Nach vorläufigen Ergebnissen des Statistischen Bundesamtes (DESTATIS) sind 2024 in Deutschland insgesamt 362,7 Millionen Tonnen Abälle entstanden. Das sind 17,4 Millionen Tonnen oder 4,6 % weniger als im Jahr zuvor. Noch niedriger war das Gesamtabfallaufkommen lediglich im Jahr 2009 mit 359,4 Millionen Tonnen.
Rückgang auch im Bereich Produktions- und Gewerbeabfälle
Den deutlichsten Rückgang verzeichnet das Statistische Bundesamt 2024 bei den Bau- und Abbruchabfällen mit -16 Millionen Tonnen (-8,1 %) gegenüber dem Vorjahr. Aber auch die Übrigen Abfälle, insbesondere aus Produktion und Gewerbe, nahmen ab. Hier ist ein Rückgang von -4,15 % (-1,9 Millionen Tonnen) zu verzeichnen. Zugelegt haben allerdings die Abfälle aus der Gewinnung und Behandlung von Bodenschätzen (+4,5 %) und Siedlungsabfällen, also insbesondere Privathaushalten (+ 0,8 %).
Bau- und Abbruchabfälle größte Fraktion
Erneut den größten Anteil am gesamten Abfallaufkommen hatten auch 2024 die Bau- und Abbruchabfälle. Sie stellen mit 182,8 Millionen Tonnen exakt die Hälfte aller Abfälle dar. Zum Vergleich: Die Siedlungsabfälle machen 14 %, die Übrigen Abfälle 12 % aus.
82 % des Gesamtabfallaufkommens verwertet
Laut DESTATIS wurden 2024 insgesamt 296,2 Millionen Tonnen Abfälle einer Verwertung zugeführt, das entspricht einer Verwertungsquote von 82 %. Dabei wurden 69 % stofflich und 13 % energetisch verwertet.

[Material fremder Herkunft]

//! Cookie isolation between requests issued from one client.
//!
//! With [`CookiePolicy::Isolated`] (the default) the HTTP client carries no
//! cookie store at all: every attempt starts from an empty jar and any
//! `Set-Cookie` a response sends is discarded once that call finishes. There is
//! no shared jar to reset, so concurrent calls can never observe a half-reset
//! state.
//!
//! With [`CookiePolicy::Persistent`] one [`Jar`] is shared by every request
//! on the client, so session cookies accumulate across calls.

use std::sync::Arc;

use reqwest::ClientBuilder;
use reqwest::cookie::{CookieStore, Jar};
use serde::Deserialize;
use tracing::debug;
use url::Url;

/// Whether cookies survive from one request to the next.
#[derive(Debug, Clone, Copy, Default, PartialEq, Eq, Deserialize)]
#[serde(rename_all = "snake_case")]
pub enum CookiePolicy {
    /// Each request starts with no cookies.
    #[default]
    Isolated,
    /// Cookies accumulate across requests on the same client.
    Persistent,
}

impl CookiePolicy {
    /// Maps the `persist_cookies` configuration flag onto a policy.
    #[must_use]
    pub fn from_persist_flag(persist_cookies: bool) -> Self {
        if persist_cookies {
            Self::Persistent
        } else {
            Self::Isolated
        }
    }

    /// Returns whether cookies persist across requests.
    #[must_use]
    pub fn persists(self) -> bool {
        self == Self::Persistent
    }
}

/// The cookie state owned by one client.
#[derive(Debug, Clone)]
pub struct CookieSession {
    policy: CookiePolicy,
    jar: Option<Arc<Jar>>,
}

impl CookieSession {
    /// Creates the session state for `policy`; persistent sessions start with an empty jar.
    #[must_use]
    pub fn new(policy: CookiePolicy) -> Self {
        let jar = policy.persists().then(|| Arc::new(Jar::default()));
        Self { policy, jar }
    }

    /// Creates a persistent session seeded with an existing jar.
    #[must_use]
    pub fn with_jar(jar: Arc<Jar>) -> Self {
        Self {
            policy: CookiePolicy::Persistent,
            jar: Some(jar),
        }
    }

    /// Returns the active policy.
    #[must_use]
    pub fn policy(&self) -> CookiePolicy {
        self.policy
    }

    /// Returns the shared jar, present only for persistent sessions.
    #[must_use]
    pub fn jar(&self) -> Option<&Arc<Jar>> {
        self.jar.as_ref()
    }

    /// Returns the `Cookie` header the session would send to `url`, if any.
    #[must_use]
    pub fn cookie_header(&self, url: &Url) -> Option<String> {
        let jar = self.jar.as_ref()?;
        jar.cookies(url)
            .and_then(|value| value.to_str().ok().map(str::to_string))
    }

    /// Installs the session's cookie store on a client builder.
    pub(crate) fn install(&self, builder: ClientBuilder) -> ClientBuilder {
        match &self.jar {
            Some(jar) => {
                debug!("installing shared cookie jar");
                builder.cookie_provider(Arc::clone(jar))
            }
            None => {
                debug!("cookie isolation enabled; client has no cookie store");
                builder
            }
        }
    }
}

Die Verwertungsquote befindet sich seit 2019 auf gleichbleibendem Niveau.
Abfallentwicklung auf dem richtigen Weg
Wir von hpm begrüßen das sinkende Abfallaufkommen ausdrücklich. Unserer Ansicht nach schlägt sich in der Entwicklung auch ein zunehmend erfolgreiches Abfallmanagement in den Betrieben nieder, zu dessen primären Zielen die Abfallvermeidung gehört. Unterstützt wird dies gewiss auch durch die Vorgaben zur Nachhaltigkeitsberichterstattung und damit einhergehenden Prozessen in den Unternehmen.